Task requirements —
Copy every line of the material exactly as it stands.

___

//! Raw document shapes as produced by the cluster manager and the task library.
//!
//! These types are deliberately permissive: every field is optional so the
//! loader can report missing identities with its own diagnostics, and unknown
//! keys are preserved in `extra`.

use indexmap::IndexMap;
use serde::{Deserialize, Deserializer, Serialize};
use serde_json::Value;
use std::fmt;

/// Identifier that may be serialized either as a string or as an integer.
#[derive(Debug, Clone, PartialEq, Eq, Serialize, Deserialize)]
#[serde(untagged)]
pub enum ScalarId {
    Str(String),
    Int(i64),
}

impl fmt::Display for ScalarId {
    fn fmt(&self, f: &mut fmt::Formatter<'_>) -> fmt::Result {
        match self {
            ScalarId::Str(s) => f.write_str(s),
            ScalarId::Int(i) => write!(f, "{i}"),
        }
    }
}

#[derive(Debug, Clone, PartialEq, Serialize, Deserialize)]
#[serde(untagged)]
pub enum DepRefDoc {
    Name(String),
    Ref {
        name: String,
        /// Absent: same scope as the referrer. Explicit null: the anchor scope.
        #[serde(
            default,
            deserialize_with = "present_or_null",
            skip_serializing_if = "Option::is_none"
        )]
        node_id: Option<Option<ScalarId>>,
        #[serde(default, skip_serializing_if = "Option::is_none")]
        role: Option<Value>,
    },
}

fn present_or_null<'de, D>(de: D) -> Result<Option<Option<ScalarId>>, D::Error>
where
    D: Deserializer<'de>,
{
    Option::<ScalarId>::deserialize(de).map(Some)
}

#[derive(Debug, Clone, PartialEq, Serialize, Deserialize)]
#[serde(untagged)]
pub enum StringOrList {
    One(String),
    Many(Vec<String>),
}

impl StringOrList {
    pub fn into_vec(self) -> Vec<String> {
        match self {
            StringOrList::One(one) => vec![one],
            StringOrList::Many(many) => many,
        }
    }
}

#[derive(Debug, Clone, Default, Serialize, Deserialize)]
pub struct TaskDoc {
    #[serde(default)]
    pub id: Option<String>,
    #[serde(default, rename = "type")]
    pub kind: Option<String>,
    #[serde(default)]
    pub parameters: Option<Value>,
    #[serde(default)]
    pub requires: Option<Vec<DepRefDoc>>,
    #[serde(default)]
    pub required_for: Option<Vec<DepRefDoc>>,
    #[serde(default)]
    pub groups: Option<Vec<String>>,
    #[serde(default)]
    pub tasks: Option<Vec<String>>,
    #[serde(default, alias = "role")]
    pub roles: Option<StringOrList>,
    #[serde(default, rename = "cross-depends")]
    pub cross_depends: Option<Vec<DepRefDoc>>,
    #[serde(default, rename = "cross-depended-by")]
    pub cross_depended_by: Option<Vec<DepRefDoc>>,
    #[serde(default)]
    pub condition: Option<Value>,
    #[serde(flatten, default)]
    pub extra: IndexMap<String, Value>,
}

#[derive(Debug, Clone, Default, Serialize, Deserialize)]
pub struct DirectoryEntryDoc {
    #[serde(default)]
    pub parameters: Option<Value>,
    #[serde(flatten, default)]
    pub extra: IndexMap<String, Value>,
}

/// Response of the cluster manager's serialized task endpoint.
#[derive(Debug, Clone, Default, Serialize, Deserialize)]
pub struct SerializedGraphDoc {
    #[serde(default)]
    pub tasks_graph: IndexMap<String, Option<Vec<TaskDoc>>>,
    #[serde(default)]
    pub tasks_directory: IndexMap<String, DirectoryEntryDoc>,
}

#[derive(Debug, Clone, Serialize, Deserialize)]
pub struct NodeDoc {
    pub id: ScalarId,
    pub ip: String,
    #[serde(default)]
    pub cluster: Option<ScalarId>,
    #[serde(default)]
    pub roles: Vec<String>,
    /// Deployment facts served for the node.
    #[serde(default)]
    pub facts: serde_json::Map<String, Value>,
}

/// Inventory file consumed by the file-backed node source.
#[derive(Debug, Clone, Default, Serialize, Deserialize)]
pub struct NodesDoc {
    #[serde(default)]
    pub master: Option<NodeDoc>,
    #[serde(default)]
    pub nodes: Vec<NodeDoc>,
}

___

Reply —
//! Raw document shapes as produced by the cluster manager and the task library.
//!
//! These types are deliberately permissive: every field is optional so the
//! loader can report missing identities with its own diagnostics, and unknown
//! keys are preserved in `extra`.

use indexmap::IndexMap;
use serde::{Deserialize, Deserializer, Serialize};
use serde_json::Value;
use std::fmt;

/// Identifier that may be serialized either as a string or as an integer.
#[derive(Debug, Clone, PartialEq, Eq, Serialize, Deserialize)]
#[serde(untagged)]
pub enum ScalarId {
    Str(String),
    Int(i64),
}

impl fmt::Display for ScalarId {
    fn fmt(&self, f: &mut fmt::Formatter<'_>) -> fmt::Result {
        match self {
            ScalarId::Str(s) => f.write_str(s),
            ScalarId::Int(i) => write!(f, "{i}"),
        }
    }
}

#[derive(Debug, Clone, PartialEq, Serialize, Deserialize)]
#[serde(untagged)]
pub enum DepRefDoc {
    Name(String),
    Ref {
        name: String,
        /// Absent: same scope as the referrer. Explicit null: the anchor scope.
        #[serde(
            default,
            deserialize_with = "present_or_null",
            skip_serializing_if = "Option::is_none"
        )]
        node_id: Option<Option<ScalarId>>,
        #[serde(default, skip_serializing_if = "Option::is_none")]
        role: Option<Value>,
    },
}

fn present_or_null<'de, D>(de: D) -> Result<Option<Option<ScalarId>>, D::Error>
where
    D: Deserializer<'de>,
{
    Option::<ScalarId>::deserialize(de).map(Some)
}

#[derive(Debug, Clone, PartialEq, Serialize, Deserialize)]
#[serde(untagged)]
pub enum StringOrList {
    One(String),
    Many(Vec<String>),
}

impl StringOrList {
    pub fn into_vec(self) -> Vec<String> {
        match self {
            StringOrList::One(one) => vec![one],
            StringOrList::Many(many) => many,
        }
    }
}

#[derive(Debug, Clone, Default, Serialize, Deserialize)]
pub struct TaskDoc {
    #[serde(default)]
    pub id: Option<String>,
    #[serde(default, rename = "type")]
    pub kind: Option<String>,
    #[serde(default)]
    pub parameters: Option<Value>,
    #[serde(default)]
    pub requires: Option<Vec<DepRefDoc>>,
    #[serde(default)]
    pub required_for: Option<Vec<DepRefDoc>>,
    #[serde(default)]
    pub groups: Option<Vec<String>>,
    #[serde(default)]
    pub tasks: Option<Vec<String>>,
    #[serde(default, alias = "role")]
    pub roles: Option<StringOrList>,
    #[serde(default, rename = "cross-depends")]
    pub cross_depends: Option<Vec<DepRefDoc>>,
    #[serde(default, rename = "cross-depended-by")]
    pub cross_depended_by: Option<Vec<DepRefDoc>>,
    #[serde(default)]
    pub condition: Option<Value>,
    #[serde(flatten, default)]
    pub extra: IndexMap<String, Value>,
}

#[derive(Debug, Clone, Default, Serialize, Deserialize)]
pub struct DirectoryEntryDoc {
    #[serde(default)]
    pub parameters: Option<Value>,
    #[serde(flatten, default)]
    pub extra: IndexMap<String, Value>,
}

/// Response of the cluster manager's serialized task endpoint.
#[derive(Debug, Clone, Default, Serialize, Deserialize)]
pub struct SerializedGraphDoc {
    #[serde(default)]
    pub tasks_graph: IndexMap<String, Option<Vec<TaskDoc>>>,
    #[serde(default)]
    pub tasks_directory: IndexMap<String, DirectoryEntryDoc>,
}

#[derive(Debug, Clone, Serialize, Deserialize)]
pub struct NodeDoc {
    pub id: ScalarId,
    pub ip: String,
    #[serde(default)]
    pub cluster: Option<ScalarId>,
    #[serde(default)]
    pub roles: Vec<String>,
    /// Deployment facts served for the node.
    #[serde(default)]
    pub facts: serde_json::Map<String, Value>,
}

/// Inventory file consumed by the file-backed node source.
#[derive(Debug, Clone, Default, Serialize, Deserialize)]
pub struct NodesDoc {
    #[serde(default)]
    pub master: Option<NodeDoc>,
    #[serde(default)]
    pub nodes: Vec<NodeDoc>,
}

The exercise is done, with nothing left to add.